Na minha opinião uma boa cinebiografia é aquela que me faz esquecer do ator que está vivendo uma pessoa real.
Churchill cumpre muito bem esse papel.
O grande Brian Cox, tão forte em seus papéis, some por trás do Winston Churchill humano que nos é apresentado em Churchill.
Aliás, outra coisa que me deixa feliz numa cinebio é mostrar esse lado humano, do dia a dia de figuras que geralmente só conhecemos por seus feitos famosos, para o bem ou para o mal.
Ver como um homem que é considerado “o maior britânico de todos os tempos” trata as pessoas que o cercam, acata e discute com sua esposa, come, dorme, penas, escreve, repensa e vive é muito bacana.
Ver Churchill é saber que ele sofria, caía, quase chorava e respeitava e muito sua esposa, aqui vivida por uma de minhas preferidas, a sumida Miranda Richardson.

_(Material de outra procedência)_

use std::time::Duration;

use figment::{
    providers::{Env, Format, Toml},
    Figment,
};
use serde::{Deserialize, Serialize};

use crate::error::{Result, TesselError};

pub const DEFAULT_TIME_SLICE_SECS: u64 = 60;
pub const DEFAULT_TICK_INTERVAL_MS: u64 = 1_000;
pub const DEFAULT_PERMITS: usize = 4; // same size as the worker pool
pub const DEFAULT_REDISCOVERY_BACKOFF_MS: u64 = 250;

/// Top-level config (tessel.toml + TESSEL_* env overrides).
#[derive(Debug, Clone, Default, Serialize, Deserialize)]
pub struct TesselConfig {
    #[serde(default)]
    pub scheduler: SchedulerConfig,
    #[serde(default)]
    pub database: DatabaseConfig,
}

/// Knobs for the time-sliced task scheduler.
#[derive(Debug, Clone, Serialize, Deserialize)]
pub struct SchedulerConfig {
    /// Granularity of task time slices, in seconds.
    #[serde(default = "default_time_slice_secs")]
    pub time_slice_secs: u64,
    /// Ticker period in milliseconds. Tick slices are truncated to this
    /// granularity as well.
    #[serde(default = "default_tick_interval_ms")]
    pub tick_interval_ms: u64,
    /// Number of lease groups this node may own and process at once.
    #[serde(default = "default_permits")]
    pub permits: usize,
    /// Pause between two lease rediscovery passes for the same task type.
    #[serde(default = "default_rediscovery_backoff_ms")]
    pub rediscovery_backoff_ms: u64,
    /// Identity written into acquired leases. Falls back to `$HOSTNAME`,
    /// then to a generated `node-<uuid>`.
    #[serde(default)]
    pub owner: Option<String>,
}

impl Default for SchedulerConfig {
    fn default() -> Self {
        Self {
            time_slice_secs: DEFAULT_TIME_SLICE_SECS,
            tick_interval_ms: DEFAULT_TICK_INTERVAL_MS,
            permits: DEFAULT_PERMITS,
            rediscovery_backoff_ms: DEFAULT_REDISCOVERY_BACKOFF_MS,
            owner: None,
        }
    }
}

impl SchedulerConfig {
    pub fn time_slice(&self) -> Duration {
        Duration::from_secs(self.time_slice_secs)
    }

    pub fn tick_interval(&self) -> Duration {
        Duration::from_millis(self.tick_interval_ms)
    }

    pub fn rediscovery_backoff(&self) -> Duration {
        Duration::from_millis(self.rediscovery_backoff_ms)
    }

    /// Resolve the lease owner name for this process.
    pub fn owner_name(&self) -> String {
        if let Some(owner) = self.owner.as_deref().filter(|o| !o.trim().is_empty()) {
            return owner.to_string();
        }
        match std::env::var("HOSTNAME") {
            Ok(host) if !host.trim().is_empty() => host,
            _ => format!("node-{}", uuid::Uuid::now_v7()),
        }
    }

    /// Reject settings the scheduler cannot run with.
    pub fn validate(&self) -> Result<()> {
        if self.time_slice_secs == 0 {
            return Err(TesselError::Config(
                "scheduler.time_slice_secs must be greater than zero".to_string(),
            ));
        }
        if self.tick_interval_ms == 0 {
            return Err(TesselError::Config(
                "scheduler.tick_interval_ms must be greater than zero".to_string(),
            ));
        }
        // the ticker truncates to tick slices; every task slice must be one
        let slice_ms = self.time_slice_secs.saturating_mul(1_000);
        if self.tick_interval_ms > slice_ms || slice_ms % self.tick_interval_ms != 0 {
            return Err(TesselError::Config(format!(
                "scheduler.tick_interval_ms ({}) must evenly divide the time slice ({} ms)",
                self.tick_interval_ms, slice_ms
            )));
        }
        if self.permits == 0 {
            return Err(TesselError::Config(
                "scheduler.permits must be greater than zero".to_string(),
            ));
        }
        Ok(())
    }
}

#[derive(Debug, Clone, Serialize, Deserialize)]
pub struct DatabaseConfig {
    #[serde(default = "default_db_path")]
    pub path: String,
}

impl Default for DatabaseConfig {
    fn default() -> Self {
        Self {
            path: default_db_path(),
        }
    }
}

fn default_time_slice_secs() -> u64 {
    DEFAULT_TIME_SLICE_SECS
}
fn default_tick_interval_ms() -> u64 {
    DEFAULT_TICK_INTERVAL_MS
}
fn default_permits() -> usize {
    DEFAULT_PERMITS
}
fn default_rediscovery_backoff_ms() -> u64 {
    DEFAULT_REDISCOVERY_BACKOFF_MS
}
fn default_db_path() -> String {
    let home = std::env::var("HOME").unwrap_or_else(|_| ".".to_string());
    format!("{}/.tessel/tessel.db", home)
}

impl TesselConfig {
    /// Load config from a TOML file with TESSEL_* env var overrides.
    ///
    /// Nested keys are separated by a double underscore so field names keep
    /// their own underscores: `TESSEL_SCHEDULER__TIME_SLICE_SECS=30`.
    ///
    /// Checks in order:
    ///   1. Explicit path argument
    ///   2. ~/.tessel/tessel.toml
    pub fn load(config_path: Option<&str>) -> Result<Self> {
        let path = config_path
            .map(String::from)
            .unwrap_or_else(default_config_path);

        let config: TesselConfig = Figment::new()
            .merge(Toml::file(&path))
            .merge(Env::prefixed("TESSEL_").split("__"))
            .extract()
            .map_err(|e| TesselError::Config(e.to_string()))?;

        config.scheduler.validate()?;
        Ok(config)
    }
}

fn default_config_path() -> String {
    let home = std::env::var("HOME").unwrap_or_else(|_| ".".to_string());
    format!("{}/.tessel/tessel.toml", home)
}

O filme se passa nos últimos dias da 2ª Guerra Mundial, quando Hitler estava prestes a tomar a França de uma vez por todas, quando os líderes aliados se encontravam em lugares abertos e afastados da Inglaterra com medo de ataques surpresas.
Nesse momento a expertise de Churchill, um lutador, como ele mesmo diz, um guerreiro, foi o que fez a diferença e levou a derrota ao eixo.
O filme é muito bem dirigido, contido, clássico e tem uma fotografia fabulosa, bem a cara do que temos visto ultimamente em filmes e séries inglesas, muita luz e sombra, muita luz estourada em cantos e escura em outros, dando o máximo de drama às cenas.
Super recomendo e espero prêmios e louvores a Brian Cox.